La pasada generación contó con una gran cantidad de títulos, y muchos de ellos muy notables. Esas consolas también vieron renacer o nacer géneros, así como encumbrar otros que estaban un tanto en la cuerda floja, o tambaleantes. Una de esas categorías bien podría ser el rol, género que se consagró a base de bien con tres referentes muy sobresalientes que se convertirán seguramente en juegos de culto con el tiempo. Estamos hablando de Dark Souls, The Elder Scrolls V: Skyrim y Dragon’s Dogma: Dark Arisen, cada cual con su propia identidad y magia.

Sin embargo, el último de ellos, desarrollado por Capcom, no tuvo el reconocimiento que posteriormente se le otorgó con el boca a boca, es decir, pasó un tanto desapercibido hasta que la comunidad se fue cerciorando de su existencia, calidad y puntos fuertes.

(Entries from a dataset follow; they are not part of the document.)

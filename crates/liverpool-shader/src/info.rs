//! Static analysis results for one shader program.
//!
//! An [`Info`] is produced once per distinct bytecode blob and lists every resource the program
//! may touch. It knows *where* each sharp lives, never what is currently bound there.

use std::fmt;

use liverpool_gpu::{BufferSharp, GuestMemoryError, ImageSharp, SamplerSharp};
use tracing::trace;

use crate::descriptor::{DescriptorTable, SharpLocation};
use crate::error::SpecializationError;
use crate::profile::Profile;
use crate::stage::{LogicalStage, Stage};
use crate::tess_constants::TessellationDataConstantBuffer;

/// Content hash of a program's bytecode. Identifies an [`Info`] in the program cache.
#[derive(Clone, Copy, PartialEq, Eq, Hash)]
pub struct ShaderHash(blake3::Hash);

impl ShaderHash {
    pub fn of_code(code: &[u32]) -> Self {
        Self(blake3::hash(bytemuck::cast_slice(code)))
    }

    pub fn as_bytes(&self) -> &[u8; 32] {
        self.0.as_bytes()
    }
}

impl From<[u8; 32]> for ShaderHash {
    fn from(bytes: [u8; 32]) -> Self {
        Self(blake3::Hash::from(bytes))
    }
}

impl fmt::Debug for ShaderHash {
    fn fmt(&self, f: &mut fmt::Formatter<'_>) -> fmt::Result {
        write!(f, "ShaderHash({})", &self.0.to_hex()[..16])
    }
}

impl fmt::Display for ShaderHash {
    fn fmt(&self, f: &mut fmt::Formatter<'_>) -> fmt::Result {
        f.write_str(&self.0.to_hex())
    }
}

/// Reads the live sharp behind a resource descriptor.
pub trait SharpResource {
    type Sharp;

    /// `None` when nothing is bound to the slot.
    fn get_sharp(&self, table: &DescriptorTable<'_>) -> Option<Self::Sharp>;
}

/// A sharp either read from live state or embedded in the program.
#[derive(Clone, Copy, Debug, PartialEq, Eq, Hash)]
pub enum SharpSource<S> {
    Location(SharpLocation),
    Inline(S),
}

#[derive(Clone, Copy, Debug, PartialEq, Eq, Hash)]
pub struct BufferResource {
    pub source: SharpSource<BufferSharp>,
    pub is_written: bool,
    /// Accessed through typed (`buffer_load_format`) instructions.
    pub is_formatted: bool,
}

impl BufferResource {
    pub fn at(location: SharpLocation) -> Self {
        Self {
            source: SharpSource::Location(location),
            is_written: false,
            is_formatted: false,
        }
    }

    pub fn inline_cbuf(sharp: BufferSharp) -> Self {
        Self {
            source: SharpSource::Inline(sharp),
            is_written: false,
            is_formatted: false,
        }
    }

    pub fn written(mut self) -> Self {
        self.is_written = true;
        self
    }

    /// Written buffers, and buffers too large for a uniform binding, are bound as storage.
    pub fn is_storage(&self, sharp: &BufferSharp, profile: &Profile) -> bool {
        self.is_written || sharp.size() > profile.max_ubo_size
    }
}

impl SharpResource for BufferResource {
    type Sharp = BufferSharp;

    fn get_sharp(&self, table: &DescriptorTable<'_>) -> Option<BufferSharp> {
        match self.source {
            SharpSource::Inline(sharp) => Some(sharp),
            SharpSource::Location(location) => read_buffer_sharp(table, location),
        }
    }
}

#[derive(Clone, Copy, Debug, PartialEq, Eq, Hash)]
pub struct TextureBufferResource {
    pub location: SharpLocation,
    pub is_written: bool,
}

impl TextureBufferResource {
    pub fn at(location: SharpLocation) -> Self {
        Self {
            location,
            is_written: false,
        }
    }
}

impl SharpResource for TextureBufferResource {
    type Sharp = BufferSharp;

    fn get_sharp(&self, table: &DescriptorTable<'_>) -> Option<BufferSharp> {
        read_buffer_sharp(table, self.location)
    }
}

#[derive(Clone, Copy, Debug, PartialEq, Eq, Hash)]
pub struct ImageResource {
    pub location: SharpLocation,
    pub is_written: bool,
    pub is_atomic: bool,
    pub is_array: bool,
    pub is_depth: bool,
    /// The program loads only the first four dwords of the T#.
    pub is_r128: bool,
}

impl ImageResource {
    pub fn at(location: SharpLocation) -> Self {
        Self {
            location,
            is_written: false,
            is_atomic: false,
            is_array: false,
            is_depth: false,
            is_r128: false,
        }
    }

    pub fn written(mut self) -> Self {
        self.is_written = true;
        self
    }

    pub fn is_storage(&self, _sharp: &ImageSharp) -> bool {
        self.is_written || self.is_atomic
    }
}

impl SharpResource for ImageResource {
    type Sharp = ImageSharp;

    fn get_sharp(&self, table: &DescriptorTable<'_>) -> Option<ImageSharp> {
        read_image_sharp(table, self.location, self.is_r128)
    }
}

#[derive(Clone, Copy, Debug, PartialEq, Eq, Hash)]
pub struct FMaskResource {
    pub location: SharpLocation,
}

impl SharpResource for FMaskResource {
    type Sharp = ImageSharp;

    fn get_sharp(&self, table: &DescriptorTable<'_>) -> Option<ImageSharp> {
        read_image_sharp(table, self.location, false)
    }
}

#[derive(Clone, Copy, Debug, PartialEq, Eq, Hash)]
pub struct SamplerResource {
    pub source: SharpSource<SamplerSharp>,
}

impl SamplerResource {
    pub fn at(location: SharpLocation) -> Self {
        Self {
            source: SharpSource::Location(location),
        }
    }

    pub fn inline(sharp: SamplerSharp) -> Self {
        Self {
            source: SharpSource::Inline(sharp),
        }
    }
}

impl SharpResource for SamplerResource {
    type Sharp = SamplerSharp;

    // An all-zero S# is a valid point-clamp sampler, so only a failed read counts as unbound.
    fn get_sharp(&self, table: &DescriptorTable<'_>) -> Option<SamplerSharp> {
        match self.source {
            SharpSource::Inline(sharp) => Some(sharp),
            SharpSource::Location(location) => table
                .read_dwords::<{ SamplerSharp::DWORDS }>(location)
                .map(SamplerSharp::from_dwords),
        }
    }
}

pub(crate) fn read_buffer_sharp(
    table: &DescriptorTable<'_>,
    location: SharpLocation,
) -> Option<BufferSharp> {
    let sharp = BufferSharp::from_dwords(table.read_dwords::<{ BufferSharp::DWORDS }>(location)?);
    if sharp.is_null() {
        trace!(?location, "unbound buffer sharp");
        return None;
    }
    Some(sharp)
}

fn read_image_sharp(
    table: &DescriptorTable<'_>,
    location: SharpLocation,
    is_r128: bool,
) -> Option<ImageSharp> {
    let sharp = if is_r128 {
        ImageSharp::from_r128(table.read_dwords::<4>(location)?)
    } else {
        ImageSharp::from_dwords(table.read_dwords::<{ ImageSharp::DWORDS }>(location)?)
    };
    if sharp.is_null() {
        trace!(?location, "unbound image sharp");
        return None;
    }
    Some(sharp)
}

/// Where the tessellation data constants live: `dword_offset` dwords into the buffer whose V#
/// sits at `buffer`.
#[derive(Clone, Copy, Debug, PartialEq, Eq, Hash)]
pub struct TessConstantsLocation {
    pub buffer: SharpLocation,
    pub dword_offset: u32,
}

#[derive(Clone, Debug)]
pub struct Info {
    pub hash: ShaderHash,
    pub stage: Stage,
    pub l_stage: LogicalStage,
    pub buffers: Vec<BufferResource>,
    pub texture_buffers: Vec<TextureBufferResource>,
    pub images: Vec<ImageResource>,
    pub fmasks: Vec<FMaskResource>,
    pub samplers: Vec<SamplerResource>,
    /// The program reads constants through an implicit buffer bound ahead of its own buffers.
    pub has_readconst: bool,
    /// User-data SGPR pair holding the fetch shader address.
    pub fetch_shader: Option<u16>,
    pub tess_constants: Option<TessConstantsLocation>,
}

impl Info {
    pub fn new(hash: ShaderHash, stage: Stage, l_stage: LogicalStage) -> Self {
        Self {
            hash,
            stage,
            l_stage,
            buffers: Vec::new(),
            texture_buffers: Vec::new(),
            images: Vec::new(),
            fmasks: Vec::new(),
            samplers: Vec::new(),
            has_readconst: false,
            fetch_shader: None,
            tess_constants: None,
        }
    }

    pub fn read_tess_constant_buffer(
        &self,
        table: &DescriptorTable<'_>,
    ) -> Result<TessellationDataConstantBuffer, SpecializationError> {
        let location = self
            .tess_constants
            .ok_or(SpecializationError::MissingTessConstants)?;
        let sharp = read_buffer_sharp(table, location.buffer)
            .ok_or(SpecializationError::MissingTessConstants)?;

        let len = TessellationDataConstantBuffer::SIZE;
        let gpa = sharp
            .base_address()
            .checked_add(u64::from(location.dword_offset) * 4)
            .ok_or(SpecializationError::TessConstantsRead(GuestMemoryError {
                gpa: sharp.base_address(),
                len,
            }))?;
        let mut bytes = [0u8; TessellationDataConstantBuffer::SIZE];
        table
            .memory
            .read(gpa, &mut bytes)
            .map_err(SpecializationError::TessConstantsRead)?;
        Ok(TessellationDataConstantBuffer::from_bytes(&bytes))
    }
}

Quizás por el hecho de que no obtuvo el mérito que se merecía, la compañía nipona ha decidido volver a darle una oportunidad, aprovechando la tendencia de adaptar títulos ya lanzados a la actual generación con las famosas remasterizaciones. De esta forma, recibimos Dragon’s Dogma: Dark Arisen en Xbox One, una de esas joyas incomprendidas que ahora podemos disfrutar de la mejor forma posible.

En esta entrada vamos a abordar el análisis de esta nueva versión que ha lanzado Capcom para Xbox One, una adaptación o remasterización que nos ofrece, obviamente, mejoras visuales y poco más que eso. Por ello, si queréis conocer más en profundidad los detalles o las virtudes de  este título os recomendamos leer el siguiente análisis que realizamos en su debido momento.

Dragon’s Dogma es un título de acción JRPG de corte occidental que se lanzó en el año 2012, aprovechando el filón que había podido abrir Dark Souls, entre otras propuestas del género que estaban arraigando por aquellos momentos. La propuesta que nos presentó, y hoy en día sigue estando presente en este título, es sencilla en cuanto a argumento, pero más compleja y completa en cuanto a jugabilidad, mecánicas y universo. De esta forma, la premisa que nos lleva a recuperar nuestro corazón arrebatado por un aterrador y malvado dragón es suficiente para adentrarnos en las amplias y vastas tierras de Gransys, así como de servir como precedente o unión para desarrollar todo el trasfondo que acarrea consigo.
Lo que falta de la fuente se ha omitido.